Yes it is a tough world in the airline industry. Yes the New Zealand dollar is high, making it extremely difficult for NZ to compete on a number of areas. But are we to keep haemorrhaging skilled workers, all in the name of profit? Call me naïve and I will accept that label, but can we not see the bigger picture; a future where New Zealand has the necessary skill-pool of workers in order to hold to the claim that we are a modern productive nation with a highly skilled workforce?
There have been many examples of late, re the loss of skilled jobs to outsourcing and the like. The airline industry is but one of them. The money crunchers claim that we cannot compete with lower overseas businesses. It may also be a matter of scale. If we accept that the playing field is not level, then we have to make some hard decisions. New Zealand prides itself on the fact that we do not subsidise our industrial base, like other countries do. As a result we have become extremely competitive at producing what the world desires in a narrow range of products, exemplified primarily by those producers in the agricultural and other primary industries.
We have seen the loss of a broad base in our industrial sector. Is this trend going to continue until we are nothing more than a ‘food basket’ for the world? OK, if the jobs were there in the cities and if the wages and salaries were high. The fact is that this is not so. New Zealand is losing much of what we had built up over the past century; some of it in the name of economic and political policy. As a nation we face some hard choices. Do we carry on down the journey we have been on for a few decades and enjoy the cheap products or do we look at the bigger picture of a nation that looks after all of its citizens, even if that means having to pay more for those daily ‘needs and wants?’
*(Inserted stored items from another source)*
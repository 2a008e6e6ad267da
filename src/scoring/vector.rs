//! Cosine similarity.

/// Cosine similarity of `a` and `b`, in `[-1, 1]`.
///
/// Returns `0.0` when either side is empty, the lengths differ, or either
/// magnitude is zero. Absent embeddings are a normal state and must score as
/// "no signal", never as an error.
#[inline]
pub fn cosine_similarity(a: &[f32], b: &[f32]) -> f32 {
    if a.len() != b.len() || a.is_empty() {
        return 0.0;
    }

    let (dot, norm_a_sq, norm_b_sq) = a
        .iter()
        .zip(b.iter())
        .fold((0.0f32, 0.0f32, 0.0f32), |(dot, na, nb), (&av, &bv)| {
            (dot + av * bv, na + av * av, nb + bv * bv)
        });

    let norm_a = norm_a_sq.sqrt();
    let norm_b = norm_b_sq.sqrt();

    if norm_a == 0.0 || norm_b == 0.0 {
        return 0.0;
    }

    let similarity = dot / (norm_a * norm_b);
    if similarity.is_finite() {
        // Rounding can push |x| slightly past 1.
        similarity.clamp(-1.0, 1.0)
    } else {
        0.0
    }
}

/// Like [`cosine_similarity`] but accepts absent embeddings on either side.
#[inline]
pub fn optional_similarity(a: Option<&[f32]>, b: Option<&[f32]>) -> f32 {
    match (a, b) {
        (Some(a), Some(b)) => cosine_similarity(a, b),
        _ => 0.0,
    }
}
Can we turn back the clock or have we come too far? Are we now merely a nation that responds to the needs of larger industrial conglomerates, many of which are far bigger than nation states? Can we work for a better future for New Zealanders and yet still engage in the world economic order; one that cares little for the needs of the ordinary New Zealander. It will take brave politicians to challenge this ‘new order.’ Somehow, I do not see such individuals in the present government and to a large degree in those who ‘would be Government.’ Those who know what I am portraying are unfortunately in the minority simply because the vast majority do not see beyond ‘getting though the current week.’ Understandable, yet very worrying. The Air New Zealand example is just the tip of the massive iceberg heading our way.